The Harry Potter books are much-hyped as children's books that adults will love, and for this reason I have been avoiding reading them - I'll wait for the frenzy to die down, and hopefully that way guarantee an open mind. But I really love children's fantasy, better written often than adult fantasy, and still keep many of the books that I read when I was a child on my shelves, for rereading when I'm down. Over my holidays I picked up some books that could probably be children's books, but of a much darker calibre than I'm led to believe the Potter books are.
Firstly, Philip Pullman has completed the His Dark Materials trilogy with the publication of The Amber Spyglass , and having heard nothing but good about this series I decided to give it a try. Starting with Northern Lights (or The Golden Compass as it is called on the side of the Atlantic I bought it on) we are following the adventures of Lyra, a young girl who has been brought up in an Oxford College similar to one in our world, but with startlingly imaginative differences. Everybody's soul, in this world, is external from them and takes the form of an animal, known as a daemon. Research is being done into the effects of separating a child from its daemon, rendering it essentially soulless - there is probably a Deep Meaning in this which I have missed. The second book of the series, The Subtle Knife, moves to our own world, where Will and his mother are being chased by mysterious men set on discovering what happened to Will's long lost father. Will escapes into yet another world, meets Lyra, and finds that their searches coincide. It is a much darker book even than Northern Lights, so much so that I would have reservations letting children read it at all, and certainly not below the ago of twelve. Which is a shame, since Lyra is a great female role-model, one I wish that I could have had growing up, strong-willed and independent, yet quite happily a girl. Anyway. I am waiting for the third book of the series to be released in paperback before I get it, unless anyone has a copy they would like to lend me. I'm looking forward to it.
The other nominally-children's book I read recently is Prospero's Children by Jan Siegel. Anyone who read The Dark is Rising as a child and wished that there were more books like it, run to your nearest bookseller and buy this. The first half thrilled me senseless, I have seldom been so enthusiastic about a book. The second half is not as good, there is a sense of trying to finish off a first novel, but still well worth the effort. Again not for the very young (I'd put the age limit as maybe fourteen this time), this is a beautifully told coming-of-age story involving secret keys, Atlantis, mermaids and witchcraft. I've heard it has already been remaindered - even more reason to buy it.

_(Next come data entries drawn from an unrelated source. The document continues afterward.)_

//! Provider construction from configuration.

use std::sync::Arc;

use meridian_core::config::{default_model_for, Config};
use meridian_core::CoreError;

use super::anthropic::AnthropicProvider;
use super::gemini::GeminiProvider;
use super::ollama::OllamaProvider;
use super::openai::OpenAiProvider;
use super::LlmProvider;

/// Build a provider by name. Unknown names are a configuration error and
/// refuse to start the component.
pub fn create_provider(
    provider: &str,
    model: &str,
    api_key: &str,
    base_url: Option<String>,
    ollama_base_url: &str,
) -> Result<Arc<dyn LlmProvider>, CoreError> {
    let model = if model.is_empty() {
        default_model_for(provider).to_string()
    } else {
        model.to_string()
    };

    match provider {
        "openai" => Ok(Arc::new(OpenAiProvider::new(
            api_key.to_string(),
            model,
            base_url,
        ))),
        "anthropic" => Ok(Arc::new(AnthropicProvider::new(
            api_key.to_string(),
            model,
            base_url,
        ))),
        "gemini" => Ok(Arc::new(GeminiProvider::new(
            api_key.to_string(),
            model,
            base_url,
        ))),
        "ollama" => Ok(Arc::new(OllamaProvider::new(
            model,
            Some(ollama_base_url.to_string()),
        ))),
        other => Err(CoreError::Config(format!(
            "Unknown provider: {other}. Valid: openai, anthropic, gemini, ollama"
        ))),
    }
}

/// Build the globally configured provider.
pub fn provider_from_config(config: &Config) -> Result<Arc<dyn LlmProvider>, CoreError> {
    let base_url = if config.base_url.is_empty() {
        None
    } else {
        Some(config.base_url.clone())
    };
    create_provider(
        &config.provider,
        &config.model,
        &config.api_key,
        base_url,
        &config.ollama_base_url,
    )
}

#[cfg(test)]
mod tests {
    use super::*;

    #[test]
    fn builds_each_known_provider() {
        for name in ["openai", "anthropic", "gemini", "ollama"] {
            let p = create_provider(name, "", "key", None, "http://localhost:11434").unwrap();
            assert!(!p.model().is_empty(), "{name} should get a default model");
        }
    }

    #[test]
    fn unknown_provider_is_config_error() {
        let err = match create_provider("grokinator", "m", "k", None, "") {
            Ok(_) => panic!("expected an error for unknown provider"),
            Err(e) => e,
        };
        assert!(err.to_string().contains("Unknown provider"));
    }
}
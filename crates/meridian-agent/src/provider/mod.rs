//! Provider abstraction.
//!
//! Every adapter normalizes one remote chat API to the same shapes:
//! [`LlmResponse`] for blocking calls, a channel of [`StreamEvent`]s for
//! streaming. Provider-specific wire formats exist only inside the
//! adapters; above them, only normalized types flow.

pub mod anthropic;
pub mod factory;
pub mod gemini;
pub mod ollama;
pub mod openai;
mod sse;

use async_trait::async_trait;
use serde::{Deserialize, Serialize};
use tokio::sync::mpsc;

pub use factory::{create_provider, provider_from_config};

/// Seconds before an in-flight provider request is abandoned.
pub const PROVIDER_TIMEOUT_SECS: u64 = 120;

/// Provider families distinguished by system-prompt placement, tool wire
/// format, and streaming idiom. The agent core formats its intermediate
/// tool messages per family; adapters never see agent bookkeeping.
#[derive(Debug, Clone, Copy, PartialEq, Eq)]
pub enum ProviderFamily {
    OpenAi,
    Anthropic,
    Gemini,
    Ollama,
}

/// A tool call requested by the model. Arguments are structured values,
/// never JSON strings.
#[derive(Debug, Clone, Serialize, Deserialize)]
pub struct ToolCallRequest {
    pub id: String,
    pub name: String,
    pub arguments: serde_json::Value,
}

#[derive(Debug, Clone, Copy, Default, Serialize, Deserialize)]
pub struct Usage {
    pub prompt_tokens: u32,
    pub completion_tokens: u32,
}

/// Normalized non-streaming response.
#[derive(Debug, Clone, Default)]
pub struct LlmResponse {
    pub text: String,
    pub tool_calls: Vec<ToolCallRequest>,
    pub finish_reason: String,
    pub usage: Usage,
}

/// Events produced while streaming a response.
#[derive(Debug, Clone)]
pub enum StreamEvent {
    Text { text: String },
    ToolCalls { tool_calls: Vec<ToolCallRequest> },
    Done { usage: Option<Usage> },
}

/// Tool definition in the registry's canonical schema shape.
#[derive(Debug, Clone, Serialize, Deserialize)]
pub struct ToolDefinition {
    pub name: String,
    pub description: String,
    pub parameters: serde_json::Value,
}

#[derive(Debug, thiserror::Error)]
pub enum ProviderError {
    #[error("HTTP error: {0}")]
    Http(#[from] reqwest::Error),

    #[error("API error ({status}): {message}")]
    Api { status: u16, message: String },

    #[error("Parse error: {0}")]
    Parse(String),

    #[error("Rate limited, retry after {retry_after_ms}ms")]
    RateLimited { retry_after_ms: u64 },

    #[error("Provider unavailable: {0}")]
    Unavailable(String),

    #[error("Unsupported: {0}")]
    Unsupported(String),
}

/// Common interface for all LLM providers.
///
/// `messages` are normalized wire values: `{role, content}` where content is
/// plain text or a content-block array, plus the agent core's
/// family-shaped tool messages.
#[async_trait]
pub trait LlmProvider: Send + Sync {
    /// Human-readable provider name, e.g. `"OpenAI (gpt-4o)"`.
    fn name(&self) -> String;

    /// Configured model id.
    fn model(&self) -> &str;

    fn family(&self) -> ProviderFamily;

    /// Blocking chat completion.
    async fn chat(
        &self,
        messages: &[serde_json::Value],
        tools: Option<&[ToolDefinition]>,
        temperature: f32,
        max_tokens: u32,
    ) -> Result<LlmResponse, ProviderError>;

    /// Stream a completion into `tx`, ending with [`StreamEvent::Done`].
    ///
    /// Default: fall back to a blocking call and emit the result as single
    /// events.
    async fn stream(
        &self,
        messages: &[serde_json::Value],
        tools: Option<&[ToolDefinition]>,
        temperature: f32,
        max_tokens: u32,
        tx: mpsc::Sender<StreamEvent>,
    ) -> Result<(), ProviderError> {
        let resp = self.chat(messages, tools, temperature, max_tokens).await?;
        if !resp.tool_calls.is_empty() {
            let _ = tx
                .send(StreamEvent::ToolCalls {
                    tool_calls: resp.tool_calls,
                })
                .await;
        }
        if !resp.text.is_empty() {
            let _ = tx.send(StreamEvent::Text { text: resp.text }).await;
        }
        let _ = tx
            .send(StreamEvent::Done {
                usage: Some(resp.usage),
            })
            .await;
        Ok(())
    }

    fn supports_tools(&self) -> bool {
        true
    }

    fn supports_vision(&self) -> bool {
        true
    }

    fn supports_streaming(&self) -> bool {
        false
    }
}

/// Shared reqwest client with the provider timeout applied.
pub(crate) fn http_client() -> reqwest::Client {
    reqwest::Client::builder()
        .timeout(std::time::Duration::from_secs(PROVIDER_TIMEOUT_SECS))
        .build()
        .unwrap_or_default()
}

/// Parse accumulated tool-call argument text. Malformed JSON at the
/// stream boundary surfaces an empty arguments object rather than failing.
pub(crate) fn parse_arguments(raw: &str) -> serde_json::Value {
    if raw.trim().is_empty() {
        return serde_json::json!({});
    }
    serde_json::from_str(raw).unwrap_or_else(|_| serde_json::json!({}))
}

#[cfg(test)]
mod tests {
    use super::*;

    #[test]
    fn malformed_arguments_become_empty_object() {
        assert_eq!(parse_arguments(""), serde_json::json!({}));
        assert_eq!(parse_arguments("{not json"), serde_json::json!({}));
        assert_eq!(
            parse_arguments(r#"{"path":"a.txt"}"#),
            serde_json::json!({"path": "a.txt"})
        );
    }
}
#[cfg(test)]
mod tests {
    use super::*;
    use crate::provider::Usage;
    use crate::test_support::ScriptedProvider;
    use crate::tools::{Tool, ToolError};
    use async_trait::async_trait;

    struct GetTimeTool;

    #[async_trait]
    impl Tool for GetTimeTool {
        fn name(&self) -> &str {
            "get_time"
        }
        fn description(&self) -> &str {
            "current time"
        }
        fn parameters(&self) -> serde_json::Value {
            serde_json::json!({"type": "object", "properties": {}, "required": []})
        }
        async fn execute(&self, _args: serde_json::Value) -> Result<String, ToolError> {
            Ok("15:00".to_string())
        }
    }

    struct ExplodingTool;

    #[async_trait]
    impl Tool for ExplodingTool {
        fn name(&self) -> &str {
            "explode"
        }
        fn description(&self) -> &str {
            "always fails"
        }
        fn parameters(&self) -> serde_json::Value {
            serde_json::json!({"type": "object", "properties": {}, "required": []})
        }
        async fn execute(&self, _args: serde_json::Value) -> Result<String, ToolError> {
            Err(ToolError::new("ValueError", "boom"))
        }
    }

    fn tool_call(id: &str, name: &str) -> ToolCallRequest {
        ToolCallRequest {
            id: id.to_string(),
            name: name.to_string(),
            arguments: serde_json::json!({}),
        }
    }

    fn agent_with(provider: ScriptedProvider) -> (Agent, Arc<ScriptedProvider>) {
        let provider = Arc::new(provider);
        let mut agent = Agent::new(
            provider.clone(),
            Personality::default(),
            0.7,
            4096,
        );
        agent.registry_mut().register(Box::new(GetTimeTool));
        agent.registry_mut().register(Box::new(ExplodingTool));
        (agent, provider)
    }

    #[tokio::test]
    async fn tool_calling_round_trip() {
        let (mut agent, provider) = agent_with(ScriptedProvider::new(vec![
            LlmResponse {
                text: String::new(),
                tool_calls: vec![tool_call("c1", "get_time")],
                finish_reason: "tool_calls".into(),
                usage: Usage::default(),
            },
            LlmResponse {
                text: "The time is 15:00.".into(),
                ..Default::default()
            },
        ]));

        let reply = agent.chat("What time?", &[]).await.unwrap();
        assert_eq!(reply, "The time is 15:00.");
        assert_eq!(agent.history().len(), 2);
        assert_eq!(provider.call_count(), 2);

        // The second invocation must carry the tool result back.
        let second = provider.call_messages(1);
        let serialized = serde_json::to_string(&second).unwrap();
        assert!(serialized.contains("15:00"), "tool result missing: {serialized}");
        assert!(serialized.contains("c1"));
    }

    #[tokio::test]
    async fn tool_failure_keeps_loop_alive() {
        let (mut agent, provider) = agent_with(ScriptedProvider::new(vec![
            LlmResponse {
                tool_calls: vec![tool_call("c1", "explode")],
                ..Default::default()
            },
            LlmResponse {
                text: "That tool is broken.".into(),
                ..Default::default()
            },
        ]));

        let reply = agent.chat("try the tool", &[]).await.unwrap();
        assert_eq!(reply, "That tool is broken.");
        // User + final assistant, regardless of the failure.
        assert_eq!(agent.history().len(), 2);
        assert!(provider.call_count() >= 2);

        let second = provider.call_messages(1);
        let serialized = serde_json::to_string(&second).unwrap();
        assert!(serialized.contains("Tool 'explode' failed: ValueError: boom"));
    }

    #[tokio::test]
    async fn unknown_tool_reports_stable_error() {
        let (mut agent, provider) = agent_with(ScriptedProvider::new(vec![
            LlmResponse {
                tool_calls: vec![tool_call("c1", "imaginary")],
                ..Default::default()
            },
            LlmResponse {
                text: "ok".into(),
                ..Default::default()
            },
        ]));

        agent.chat("go", &[]).await.unwrap();
        let second = provider.call_messages(1);
        let serialized = serde_json::to_string(&second).unwrap();
        assert!(serialized.contains("Error: Unknown tool 'imaginary'"));
    }

    #[tokio::test]
    async fn iteration_cap_commits_fallback() {
        let responses: Vec<LlmResponse> = (0..MAX_TOOL_ITERATIONS)
            .map(|_| LlmResponse {
                tool_calls: vec![tool_call("c1", "get_time")],
                ..Default::default()
            })
            .collect();
        let (mut agent, provider) = agent_with(ScriptedProvider::new(responses));

        let reply = agent.chat("loop forever", &[]).await.unwrap();
        assert_eq!(reply, "I got stuck in a tool loop. Try rephrasing?");
        assert_eq!(agent.history().len(), 2);
        assert_eq!(provider.call_count(), MAX_TOOL_ITERATIONS);
    }

    #[tokio::test]
    async fn provider_failure_propagates() {
        let (mut agent, _provider) = agent_with(ScriptedProvider::failing());
        let err = agent.chat("hello", &[]).await.unwrap_err();
        assert!(matches!(err, ProviderError::Unavailable(_)));
    }

    #[tokio::test]
    async fn anthropic_family_gets_content_block_shapes() {
        let provider = ScriptedProvider::new(vec![
            LlmResponse {
                tool_calls: vec![tool_call("tu_1", "get_time")],
                ..Default::default()
            },
            LlmResponse {
                text: "done".into(),
                ..Default::default()
            },
        ])
        .with_family(ProviderFamily::Anthropic);
        let (mut agent, provider) = agent_with(provider);

        agent.chat("time?", &[]).await.unwrap();
        let second = provider.call_messages(1);

        let assistant = &second[second.len() - 2];
        assert_eq!(assistant["role"], "assistant");
        assert_eq!(assistant["content"][0]["type"], "tool_use");

        let result = &second[second.len() - 1];
        assert_eq!(result["role"], "user");
        assert_eq!(result["content"][0]["type"], "tool_result");
        assert_eq!(result["content"][0]["tool_use_id"], "tu_1");
    }

    #[tokio::test]
    async fn openai_family_gets_tool_call_arrays() {
        let (mut agent, provider) = agent_with(ScriptedProvider::new(vec![
            LlmResponse {
                tool_calls: vec![tool_call("call_1", "get_time")],
                ..Default::default()
            },
            LlmResponse {
                text: "done".into(),
                ..Default::default()
            },
        ]));

        agent.chat("time?", &[]).await.unwrap();
        let second = provider.call_messages(1);

        let assistant = &second[second.len() - 2];
        assert_eq!(assistant["tool_calls"][0]["type"], "function");
        // Arguments travel as a JSON string on this family.
        assert!(assistant["tool_calls"][0]["function"]["arguments"].is_string());

        let result = &second[second.len() - 1];
        assert_eq!(result["role"], "tool");
        assert_eq!(result["tool_call_id"], "call_1");
    }

    #[tokio::test]
    async fn working_list_is_rebuilt_each_call() {
        let (mut agent, provider) = agent_with(ScriptedProvider::new(vec![
            LlmResponse {
                text: "first".into(),
                ..Default::default()
            },
            LlmResponse {
                text: "second".into(),
                ..Default::default()
            },
        ]));

        agent.chat("one", &[]).await.unwrap();
        agent.chat("two", &[]).await.unwrap();

        // Second call: system + (user, assistant, user), no residue of the
        // first call's working list.
        let second = provider.call_messages(1);
        assert_eq!(second.len(), 4);
        assert_eq!(second[0]["role"], "system");
        assert_eq!(second[3]["content"], "two");
    }

    #[tokio::test]
    async fn stream_emits_tool_and_text_events() {
        let (mut agent, _provider) = agent_with(ScriptedProvider::new(vec![
            LlmResponse {
                tool_calls: vec![tool_call("c1", "get_time")],
                ..Default::default()
            },
            LlmResponse {
                text: "The time is 15:00.".into(),
                ..Default::default()
            },
        ]));

        let (tx, mut rx) = mpsc::channel(32);
        agent.chat_stream("What time?", &[], tx).await.unwrap();

        let mut saw_tool = false;
        let mut text = String::new();
        let mut saw_done = false;
        while let Some(event) = rx.recv().await {
            match event {
                StreamEvent::ToolCalls { tool_calls } => {
                    saw_tool = true;
                    assert_eq!(tool_calls[0].name, "get_time");
                }
                StreamEvent::Text { text: t } => text.push_str(&t),
                StreamEvent::Done { .. } => saw_done = true,
            }
        }
        assert!(saw_tool);
        assert!(saw_done);
        assert_eq!(text, "The time is 15:00.");
        assert_eq!(agent.history().len(), 2);
    }
}
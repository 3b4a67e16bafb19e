//! Telegram adapter: raw HTTP against the Bot API, no bot framework.

use async_trait::async_trait;
use chrono::{TimeZone, Utc};
use tracing::debug;

use crate::channel::Channel;
use crate::types::{Direction, GatewayMessage, InboundRequest, SendOutcome};
use meridian_core::types::MessageId;

const SEND_TIMEOUT_SECS: u64 = 10;

/// Telegram caps messages at 4096 chars; stay under it.
const MAX_TEXT_LEN: usize = 4000;

pub struct TelegramChannel {
    token: String,
    webhook_secret: String,
    allowed_senders: Vec<String>,
    api_base: String,
    client: reqwest::Client,
}

impl TelegramChannel {
    pub fn new(config: &serde_json::Value) -> Self {
        let get = |key: &str, env: &str| -> String {
            config
                .get(key)
                .and_then(|v| v.as_str())
                .map(|s| s.to_string())
                .or_else(|| std::env::var(env).ok())
                .unwrap_or_default()
        };

        let allowed_senders = get("allowed_senders", "GATEWAY_TELEGRAM_ALLOWED_SENDERS")
            .split(',')
            .map(|s| s.trim().to_string())
            .filter(|s| !s.is_empty())
            .collect();

        Self {
            token: get("bot_token", "GATEWAY_TELEGRAM_BOT_TOKEN"),
            webhook_secret: get("webhook_secret", "GATEWAY_TELEGRAM_WEBHOOK_SECRET"),
            allowed_senders,
            api_base: config
                .get("api_base")
                .and_then(|v| v.as_str())
                .unwrap_or("https://api.telegram.org")
                .to_string(),
            client: reqwest::Client::builder()
                .timeout(std::time::Duration::from_secs(SEND_TIMEOUT_SECS))
                .build()
                .unwrap_or_default(),
        }
    }

    fn api_url(&self, method: &str) -> String {
        format!("{}/bot{}/{method}", self.api_base, self.token)
    }
}

#[async_trait]
impl Channel for TelegramChannel {
    fn name(&self) -> &str {
        "telegram"
    }

    fn configured(&self) -> bool {
        !self.token.is_empty()
    }

    fn validate(&self, request: &InboundRequest) -> bool {
        if self.webhook_secret.is_empty() {
            return true;
        }
        request.header("x-telegram-bot-api-secret-token") == Some(self.webhook_secret.as_str())
    }

    fn parse_inbound(&self, request: &InboundRequest) -> Option<GatewayMessage> {
        let data = &request.body;
        let message = data.get("message").or_else(|| data.get("edited_message"))?;

        let text = message.get("text")?.as_str()?.trim().to_string();
        if text.is_empty() {
            return None;
        }

        let sender = message.get("from").cloned().unwrap_or_default();
        let sender_id = json_id(&sender, "id")?;
        let chat_id = message
            .get("chat")
            .and_then(|c| json_id(c, "id"))
            .unwrap_or_default();

        if !self.allowed_senders.is_empty() && !self.allowed_senders.contains(&sender_id) {
            debug!(sender = %sender_id, "telegram sender not in allow list");
            return None;
        }

        let mut display_name = sender
            .get("first_name")
            .and_then(|v| v.as_str())
            .unwrap_or("")
            .to_string();
        if let Some(last) = sender.get("last_name").and_then(|v| v.as_str()) {
            display_name.push(' ');
            display_name.push_str(last);
        }

        let timestamp = message
            .get("date")
            .and_then(|v| v.as_i64())
            .and_then(|secs| Utc.timestamp_opt(secs, 0).single())
            .unwrap_or_else(Utc::now);

        Some(GatewayMessage {
            id: MessageId::new(),
            channel: "telegram".to_string(),
            direction: Direction::Inbound,
            sender_id,
            sender_display_name: (!display_name.trim().is_empty())
                .then(|| display_name.trim().to_string()),
            text,
            timestamp,
            channel_metadata: serde_json::json!({
                "chat_id": chat_id,
                "message_id": message.get("message_id").cloned().unwrap_or_default(),
            }),
            raw_payload: data.clone(),
        })
    }

    async fn send(
        &self,
        recipient_id: &str,
        text: &str,
        metadata: Option<&serde_json::Value>,
    ) -> SendOutcome {
        let text = if text.len() > MAX_TEXT_LEN {
            let mut cut = MAX_TEXT_LEN - 3;
            while !text.is_char_boundary(cut) {
                cut -= 1;
            }
            format!("{}...", &text[..cut])
        } else {
            text.to_string()
        };

        let chat_id = metadata
            .and_then(|m| m.get("chat_id"))
            .map(|v| match v {
                serde_json::Value::String(s) => s.clone(),
                other => other.to_string(),
            })
            .filter(|s| !s.is_empty())
            .unwrap_or_else(|| recipient_id.to_string());

        // Markdown first; Telegram rejects unbalanced markup, so fall back
        // to plain text on a parse complaint.
        let markdown = serde_json::json!({
            "chat_id": chat_id,
            "text": text,
            "parse_mode": "Markdown",
        });
        match self.client.post(self.api_url("sendMessage")).json(&markdown).send().await {
            Ok(resp) if resp.status().is_success() => SendOutcome::ok(),
            Ok(resp) => {
                let body = resp.text().await.unwrap_or_default();
                if body.to_lowercase().contains("can't parse") {
                    let plain = serde_json::json!({ "chat_id": chat_id, "text": text });
                    match self.client.post(self.api_url("sendMessage")).json(&plain).send().await {
                        Ok(r) if r.status().is_success() => SendOutcome::ok(),
                        Ok(r) => SendOutcome::failed(format!("HTTP {}", r.status())),
                        Err(e) => SendOutcome::failed(e.to_string()),
                    }
                } else {
                    SendOutcome::failed(body)
                }
            }
            Err(e) => SendOutcome::failed(e.to_string()),
        }
    }

    fn format_webhook_response(
        &self,
        _response_text: &str,
        _inbound: &GatewayMessage,
    ) -> serde_json::Value {
        // Replies go out through the async send path.
        serde_json::Value::Null
    }

    fn wants_async_reply(&self) -> bool {
        true
    }
}

/// Telegram ids arrive as numbers; stringify either form.
fn json_id(value: &serde_json::Value, key: &str) -> Option<String> {
    match value.get(key)? {
        serde_json::Value::String(s) => Some(s.clone()),
        serde_json::Value::Number(n) => Some(n.to_string()),
        _ => None,
    }
}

The usual things are happening at the usual times this month. My birthday is coming up, no celebrations because I can't be bothered making the effort, however anybody who wants to shower me with presents is more than welcome: I'm looking for book vouchers, a job, and a parade of cute guys. The Dublin Sci-Fi Club continues meeting upstairs in Bowes Pub the first Tuesday of every month. Next month's theme has still not been announced, but the raffle has become a fixture, bring your collection. See you next month!